Constitución de 1978: 35 años de infamia

Cuando el 6 de diciembre de 1978 se retrataban los afamados “padres de la Constitución”, la nueva religión del poder, éramos pocos los que preveíamos lo que iba a suceder.

La Constitución Española, que dispone de algunos artículos que puede suscribir cualquiera por responder al sentido común y al derecho Natural, dispone de otros muchos que, sin embargo, enmascaran un texto jurídico realizado con “cortas y pegas” de diferentes modelos constitucionales extranjeros. Este sacrosanto documento, ha servido con creces como piedra angular del nuevo Régimen juancarlista. Se trataba de diseñar un espacio para que los grandes partidos firmantes (PSOE, AP, CiU y PNV) pudieran prosperar durante décadas.

Porque la corrupción que ha existido en España viene amparada por el sistema salido de 1978. Un sistema, que permite que se cuestione, se insulte y se inculque el odio a España. Sin embargo, no permite que se cuestione el sistema en sí mismo.

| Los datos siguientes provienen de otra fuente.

//! Explorer configuration
//!
//! Loaded once at start-up from an optional JSON file. Every field has a
//! default, so a partial file only overrides what it names.

use std::fs;
use std::path::{Path, PathBuf};

use log::debug;
use rand::rngs::StdRng;
use rand::SeedableRng;
use serde::{Deserialize, Serialize};

use crate::error::{ExplorerError, Result};
use crate::layout::LayoutConfig;

/// Slack on `1 / histogram_bin_width` being a whole number of bins
const BIN_COUNT_TOLERANCE: f64 = 1e-6;

/// File names of the lookup tables inside the data directory
#[derive(Debug, Clone, PartialEq, Serialize, Deserialize)]
#[serde(default)]
pub struct DataFiles {
    pub metrics: String,
    pub probabilities: String,
    pub events: String,
    pub scatter: String,
}

impl Default for DataFiles {
    fn default() -> Self {
        Self {
            metrics: "metrics.json".to_string(),
            probabilities: "probabilities.json".to_string(),
            events: "events.json".to_string(),
            scatter: "scatter.json".to_string(),
        }
    }
}

/// Scatter-plot explorer settings
#[derive(Debug, Clone, PartialEq, Serialize, Deserialize)]
#[serde(default)]
pub struct ScatterConfig {
    /// Feature on the fixed x axis
    pub x_feature: String,
    /// Feature initially chosen for the y axis
    pub default_y_feature: String,
    /// Category counted as signal in the region significance
    pub signal_category: String,
}

impl Default for ScatterConfig {
    fn default() -> Self {
        Self {
            x_feature: "ETmiss".to_string(),
            default_y_feature: "dRll".to_string(),
            signal_category: "DM_300".to_string(),
        }
    }
}

#[derive(Debug, Clone, PartialEq, Serialize, Deserialize)]
#[serde(default)]
pub struct ExplorerConfig {
    /// Directory holding the lookup tables
    pub data_dir: PathBuf,
    pub files: DataFiles,
    pub layout: LayoutConfig,
    /// Width of the classifier-output histogram bins
    pub histogram_bin_width: f64,
    pub scatter: ScatterConfig,
    /// Seed for the diagram's edge values; entropy when unset
    pub seed: Option<u64>,
}

impl Default for ExplorerConfig {
    fn default() -> Self {
        Self {
            data_dir: PathBuf::from("data"),
            files: DataFiles::default(),
            layout: LayoutConfig::default(),
            histogram_bin_width: 0.05,
            scatter: ScatterConfig::default(),
            seed: None,
        }
    }
}

impl ExplorerConfig {
    /// Load and validate a configuration file
    pub fn load(path: &Path) -> Result<Self> {
        if !path.exists() {
            return Err(ExplorerError::FileNotFound {
                path: path.to_path_buf(),
            });
        }

        let content = fs::read_to_string(path).map_err(|e| ExplorerError::FileReadError {
            path: path.to_path_buf(),
            source: e,
        })?;

        let config: ExplorerConfig = serde_json::from_str(&content)?;
        config.validate()?;

        debug!("Loaded configuration from {}", path.display());
        Ok(config)
    }

    /// Check the numeric settings
    pub fn validate(&self) -> Result<()> {
        let layout = &self.layout;
        if !layout.x_pad.is_finite() || !(0.0..1.0).contains(&layout.x_pad) {
            return Err(invalid(format!("x_pad {} outside [0, 1)", layout.x_pad)));
        }
        if !layout.edge_value_min.is_finite()
            || !layout.edge_value_max.is_finite()
            || layout.edge_value_min < 0.0
            || layout.edge_value_min > layout.edge_value_max
        {
            return Err(invalid(format!(
                "edge value range [{}, {}] is empty, negative or not finite",
                layout.edge_value_min, layout.edge_value_max
            )));
        }

        let width = self.histogram_bin_width;
        if !(width > 0.0 && width <= 1.0) {
            return Err(invalid(format!("histogram bin width {} outside (0, 1]", width)));
        }
        let bins = 1.0 / width;
        if (bins - bins.round()).abs() > BIN_COUNT_TOLERANCE {
            return Err(invalid(format!(
                "histogram bin width {} does not divide [0, 1] evenly",
                width
            )));
        }
        Ok(())
    }

    /// Full path of a table file
    pub fn data_path(&self, file: &str) -> PathBuf {
        self.data_dir.join(file)
    }

    /// Random source for diagram edges: seeded when `seed` is set
    pub fn edge_rng(&self) -> StdRng {
        match self.seed {
            Some(seed) => StdRng::seed_from_u64(seed),
            None => StdRng::from_entropy(),
        }
    }
}

fn invalid(reason: String) -> ExplorerError {
    ExplorerError::InvalidConfig { reason }
}

#[cfg(test)]
mod tests {
    use super::*;
    use tempfile::tempdir;

    #[test]
    fn test_default_is_valid() {
        let config = ExplorerConfig::default();
        assert!(config.validate().is_ok());
        assert_eq!(config.data_path("metrics.json"), PathBuf::from("data/metrics.json"));
    }

    #[test]
    fn test_partial_file_keeps_defaults() {
        let dir = tempdir().unwrap();
        let path = dir.path().join("explorer.json");
        fs::write(&path, r#"{"seed": 42, "scatter": {"signal_category": "DM_500"}}"#).unwrap();

        let config = ExplorerConfig::load(&path).unwrap();
        assert_eq!(config.seed, Some(42));
        assert_eq!(config.scatter.signal_category, "DM_500");
        assert_eq!(config.scatter.x_feature, "ETmiss");
        assert_eq!(config.histogram_bin_width, 0.05);
    }

    #[test]
    fn test_rejects_bad_values() {
        let mut config = ExplorerConfig::default();
        config.histogram_bin_width = 0.0;
        assert_eq!(config.validate().unwrap_err().error_code(), "INVALID_CONFIG");

        let mut config = ExplorerConfig::default();
        config.layout.edge_value_min = 2.0;
        assert!(config.validate().is_err());
    }

    #[test]
    fn test_bin_width_must_divide_unit_interval() {
        let mut config = ExplorerConfig::default();
        config.histogram_bin_width = 0.3;
        assert_eq!(config.validate().unwrap_err().error_code(), "INVALID_CONFIG");

        for width in [0.01, 0.02, 0.05, 0.1, 0.2, 0.25, 0.5, 1.0] {
            config.histogram_bin_width = width;
            assert!(config.validate().is_ok(), "width {} rejected", width);
        }
    }

    #[test]
    fn test_rejects_non_finite_layout_values() {
        let mut config = ExplorerConfig::default();
        config.layout.edge_value_max = f64::NAN;
        assert!(config.validate().is_err());

        let mut config = ExplorerConfig::default();
        config.layout.edge_value_min = f64::NAN;
        assert!(config.validate().is_err());

        let mut config = ExplorerConfig::default();
        config.layout.edge_value_max = f64::INFINITY;
        assert!(config.validate().is_err());

        let mut config = ExplorerConfig::default();
        config.layout.x_pad = f64::NAN;
        assert!(config.validate().is_err());
    }

    #[test]
    fn test_missing_file() {
        let dir = tempdir().unwrap();
        let err = ExplorerConfig::load(&dir.path().join("nope.json")).unwrap_err();
        assert_eq!(err.error_code(), "FILE_NOT_FOUND");
    }
}
//! Numeric helpers shared by the layout and statistics code.

/// Round to a fixed number of decimal places (half away from zero)
#[inline]
pub(crate) fn round_to(value: f64, decimals: i32) -> f64 {
    let scale = 10.0_f64.powi(decimals);
    (value * scale).round() / scale
}

/// Signal significance `S / sqrt(B)`
///
/// Returns `None` when the background weight is not positive, which is the
/// boundary the caller has to render explicitly.
#[inline]
pub(crate) fn significance_ratio(signal: f64, background: f64) -> Option<f64> {
    if background > 0.0 {
        Some(round_to(signal / background.sqrt(), 2))
    } else {
        None
    }
}
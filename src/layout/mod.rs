//! Network Diagram Layout
//!
//! Maps a topology onto node coordinates and edges for a flow diagram:
//! - input feature column on the left
//! - hidden layers evenly spaced in between
//! - two output nodes at x = 1
//! - a filler group anchoring the unused space on the right

mod builder;
mod diagram;

pub use builder::{layout, FILLER_EDGES, FILLER_NODES};
pub use diagram::{DiagramLayout, Edge, EdgeClass, Node, NodeGroup};

use serde::{Deserialize, Serialize};

/// Constants of the diagram geometry
#[derive(Debug, Clone, PartialEq, Serialize, Deserialize)]
#[serde(default)]
pub struct LayoutConfig {
    /// x coordinate of the input column
    pub x_pad: f64,
    /// Lower bound of the illustrative edge values
    pub edge_value_min: f64,
    /// Upper bound of the illustrative edge values
    pub edge_value_max: f64,
}

impl Default for LayoutConfig {
    fn default() -> Self {
        Self {
            x_pad: 0.10,
            edge_value_min: 0.005,
            edge_value_max: 1.0,
        }
    }
}
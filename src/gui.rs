// ClaimAudit - gui.rs
//
// Top-level eframe::App implementation.
// Wires together the menu bar, sidebar, preview and results panels, and
// handles file open, drag-and-drop, and export requests.

use crate::app::state::{AppState, ExportFormat};
use crate::platform::fs;
use crate::ui;
use crate::util::constants::CSV_EXTENSIONS;
use std::path::Path;

/// The ClaimAudit application.
pub struct ClaimAuditApp {
    pub state: AppState,
}

impl ClaimAuditApp {
    /// Create a new application instance with the given state.
    pub fn new(state: AppState) -> Self {
        Self { state }
    }

    /// Load any files dropped onto the window. Only the first CSV is used.
    fn handle_dropped_files(&mut self, ctx: &egui::Context) {
        let dropped = ctx.input(|i| i.raw.dropped_files.clone());
        if dropped.is_empty() {
            return;
        }

        for file in dropped {
            if let Some(path) = file.path {
                if fs::has_extension(&path, CSV_EXTENSIONS) {
                    self.state.open_path(&path);
                    return;
                }
                tracing::debug!(path = %path.display(), "Ignoring dropped non-CSV file");
            } else if let Some(bytes) = file.bytes {
                // Web-style drops carry content but no path.
                if fs::has_extension(Path::new(&file.name), CSV_EXTENSIONS) {
                    self.state.open_bytes(&bytes[..], &file.name);
                    return;
                }
                tracing::debug!(name = %file.name, "Ignoring dropped non-CSV content");
            }
        }
        self.state.status_message = "Dropped files contained no .csv file.".to_string();
    }

    fn prompt_export(&mut self, format: ExportFormat) {
        let ext = format.extension();
        let file_name = format!(
            "{}.{ext}",
            self.state
                .outcome
                .as_ref()
                .map(|o| o.result.audit.label().to_lowercase().replace(' ', "_"))
                .unwrap_or_else(|| "audit".to_string())
        );
        if let Some(dest) = rfd::FileDialog::new()
            .add_filter(ext.to_uppercase(), &[ext])
            .set_file_name(file_name)
            .save_file()
        {
            self.state.export_to(&dest, format);
        }
    }
}

impl eframe::App for ClaimAuditApp {
    fn update(&mut self, ctx: &egui::Context, _frame: &mut eframe::Frame) {
        // pending_open: set by the command line or the File menu.
        if let Some(path) = self.state.pending_open.take() {
            self.state.open_path(&path);
        }
        self.handle_dropped_files(ctx);

        // Top menu bar
        egui::TopBottomPanel::top("menu_bar").show(ctx, |ui| {
            egui::menu::bar(ui, |ui| {
                ui.menu_button("File", |ui| {
                    if ui.button("Open CSV\u{2026}").clicked() {
                        if let Some(path) = rfd::FileDialog::new()
                            .add_filter("CSV", CSV_EXTENSIONS)
                            .pick_file()
                        {
                            self.state.pending_open = Some(path);
                        }
                        ui.close_menu();
                    }
                    ui.separator();
                    let has_outcome = self.state.outcome.is_some();
                    ui.add_enabled_ui(has_outcome, |ui| {
                        ui.menu_button("Export Results", |ui| {
                            if ui.button("CSV\u{2026}").clicked() {
                                self.prompt_export(ExportFormat::Csv);
                                ui.close_menu();
                            }
                            if ui.button("JSON\u{2026}").clicked() {
                                self.prompt_export(ExportFormat::Json);
                                ui.close_menu();
                            }
                        });
                    });
                    ui.separator();
                    if ui.button("Exit").clicked() {
                        ctx.send_viewport_cmd(egui::ViewportCommand::Close);
                    }
                });
                ui.menu_button("View", |ui| {
                    if ui.button("Table Summary").clicked() {
                        self.state.show_summary = true;
                        ui.close_menu();
                    }
                    if ui.checkbox(&mut self.state.dark_mode, "Dark Mode").changed() {
                        ui::theme::apply(ctx, self.state.dark_mode);
                    }
                    ui.separator();
                    if ui.button("About").clicked() {
                        self.state.show_about = true;
                        ui.close_menu();
                    }
                });
            });
        });

        // Status bar
        egui::TopBottomPanel::bottom("status_bar").show(ctx, |ui| {
            ui.horizontal(|ui| {
                ui.label(&self.state.status_message);
                ui.with_layout(egui::Layout::right_to_left(egui::Align::Center), |ui| {
                    if let Some(outcome) = &self.state.outcome {
                        ui.label(format!(
                            "{}/{} rows",
                            outcome.visible.len(),
                            outcome.result.row_count()
                        ));
                    }
                    if self.state.debug_mode {
                        ui.label(egui::RichText::new("DEBUG").small().weak());
                    }
                });
            });
        });

        // Left sidebar
        egui::SidePanel::left("sidebar")
            .default_width(ui::theme::SIDEBAR_WIDTH)
            .resizable(true)
            .show(ctx, |ui| {
                egui::ScrollArea::vertical()
                    .id_salt("sidebar_scroll")
                    .auto_shrink([false; 2])
                    .show(ui, |ui| {
                        ui::panels::sidebar::render(ui, &mut self.state);
                    });
            });

        // Central panel: preview on top, results underneath.
        egui::CentralPanel::default().show(ctx, |ui| {
            ui::panels::preview::render(ui, &self.state);
            ui.add_space(8.0);
            ui.separator();
            ui::panels::results::render(ui, &mut self.state);
        });

        ui::panels::summary::render(ctx, &mut self.state);
        ui::panels::about::render(ctx, &mut self.state);
    }
}
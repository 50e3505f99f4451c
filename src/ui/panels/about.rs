// ClaimAudit - ui/panels/about.rs
//
// About dialog, opened from the View menu.
// Rendered as a centred, non-resizable, non-collapsible window.

use crate::app::state::AppState;
use crate::util::constants::{APP_NAME, APP_VERSION};

/// Render the About dialog (if `state.show_about` is true).
pub fn render(ctx: &egui::Context, state: &mut AppState) {
    if !state.show_about {
        return;
    }

    let mut open = true;
    egui::Window::new(format!("About {APP_NAME}"))
        .open(&mut open)
        .collapsible(false)
        .resizable(false)
        .min_width(340.0)
        .anchor(egui::Align2::CENTER_CENTER, [0.0, 0.0])
        .show(ctx, |ui| {
            ui.add_space(8.0);

            ui.vertical_centered(|ui| {
                ui.label(egui::RichText::new(APP_NAME).size(28.0).strong());
                ui.add_space(4.0);
                ui.label(egui::RichText::new(format!("v{APP_VERSION}")).size(14.0).weak());
            });

            ui.add_space(12.0);
            ui.separator();
            ui.add_space(8.0);

            ui.vertical_centered(|ui| {
                ui.label("Pharmacy claims audit tool.");
                ui.label("Finds duplicate claims, refill sequences,");
                ui.label("and high-cost claims scored against the drug mean.");
            });

            ui.add_space(8.0);
            ui.separator();
            ui.add_space(6.0);

            ui.vertical_centered(|ui| {
                ui.label(
                    egui::RichText::new("Data stays in memory and is discarded on exit.")
                        .small()
                        .weak(),
                );
                ui.label(egui::RichText::new("Built with Rust & egui").small().weak());
            });

            ui.add_space(8.0);
        });

    if !open {
        state.show_about = false;
    }
}
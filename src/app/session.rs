// ClaimAudit - app/session.rs
//
// Session context: owns the one live claim table of a user session and runs
// audits against it.
//
// Design principles:
// - The table is held by this object, never by a process-wide global; each
//   session (window, or client if ever served) owns its own AuditSession.
// - A successful load replaces the previous table entirely. A failed load
//   leaves the previous table in place.
// - Nothing is persisted: dropping the session drops the table.

use crate::core::audit::{self, AuditKind, CostRange};
use crate::core::filter::{self, FilterState};
use crate::core::ingest;
use crate::core::model::{AuditOutcome, ClaimTable};
use crate::platform::fs;
use crate::util::error::{AuditError, ClaimAuditError, IngestError};
use std::path::Path;
use std::time::Instant;

/// Everything one "Run Audit" press needs.
#[derive(Debug, Clone, Default, PartialEq)]
pub struct AuditRequest {
    pub kind: AuditKind,
    pub range: CostRange,
    pub filter: FilterState,
}

/// Session-scoped query context.
#[derive(Debug, Default)]
pub struct AuditSession {
    table: Option<ClaimTable>,
}

impl AuditSession {
    pub fn new() -> Self {
        Self::default()
    }

    /// The live table, if a file has been loaded.
    pub fn table(&self) -> Option<&ClaimTable> {
        self.table.as_ref()
    }

    pub fn has_table(&self) -> bool {
        self.table.is_some()
    }

    /// Replace the live table.
    pub fn replace_table(&mut self, table: ClaimTable) -> &ClaimTable {
        if let Some(old) = &self.table {
            tracing::debug!(
                previous = %old.source_name,
                previous_rows = old.row_count(),
                "Replacing loaded table"
            );
        }
        self.table.insert(table)
    }

    /// Parse CSV bytes (e.g. a dropped file) and make them the live table.
    pub fn load_bytes(
        &mut self,
        bytes: &[u8],
        source_name: &str,
    ) -> Result<&ClaimTable, IngestError> {
        let table = ingest::load_csv(bytes, source_name)?;
        Ok(self.replace_table(table))
    }

    /// Read a CSV from disk (size-checked) and make it the live table.
    pub fn load_path(&mut self, path: &Path, max_bytes: u64) -> Result<&ClaimTable, IngestError> {
        let bytes = fs::read_upload(path, max_bytes)?;
        self.load_bytes(&bytes, &fs::display_name(path))
    }

    /// Run one audit and apply the post-query filter.
    ///
    /// Pure with respect to the session: identical requests against an
    /// unchanged table give identical outcomes.
    pub fn run_audit(&self, request: &AuditRequest) -> Result<AuditOutcome, ClaimAuditError> {
        let table = self.table.as_ref().ok_or(AuditError::NoTableLoaded)?;
        let started = Instant::now();

        let result = audit::run_audit(table, request.kind, &request.range)?;
        let visible = filter::apply_filters(&result, &request.filter)?;

        tracing::info!(
            audit = %request.kind,
            rows = result.row_count(),
            visible = visible.len(),
            elapsed_ms = started.elapsed().as_millis() as u64,
            "Audit complete"
        );

        Ok(AuditOutcome { result, visible })
    }
}

// =============================================================================
// Unit tests
// =============================================================================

Pero también permite que crímenes como el aborto, sean convertidos en un macabro negocio auspiciado por algunos personajes cercanos al Poder. Un sistema, que se dice garantizar el derecho a una vivienda digna, y que tolera que un millón de españoles duerman en la calle, mientras un millón de pisos estén vacíos en manos de los bancos. Un sistema, que dice defender la integridad de la Patria, y permite estar colonizada por el sur por una potencia extranjera, y que aplaude propuestas separatistas. Un sistema, que dejó de ser soberano para echarse en manos de una Europa, que sólo busca lucrarse a costa de los ciudadanos.

Un sistema, que se dice igualitario y que sin embargo utiliza diferente rasero de medir a la Familia Real con respecto al pueblo español. Un sistema, que da prebendas a terroristas y violadores y sin embargo se ceba con aquellos débiles que cometen errores. Un sistema, tan perverso, que manipula mentes y conciencias blandiendo sensibilidades, tergiversando la Historia y empleando la mentira como tónica habitual.

Por todo esto, los falangistas, el 6 de diciembre, nos rebelamos contra la dictadura de los partidos encarnada en la Constitución de 1978, que tan sólo ha traído desgracias al pueblo español, para el que nosotros queremos Pan y Justicia, como forma de poder congraciarse con la Patria.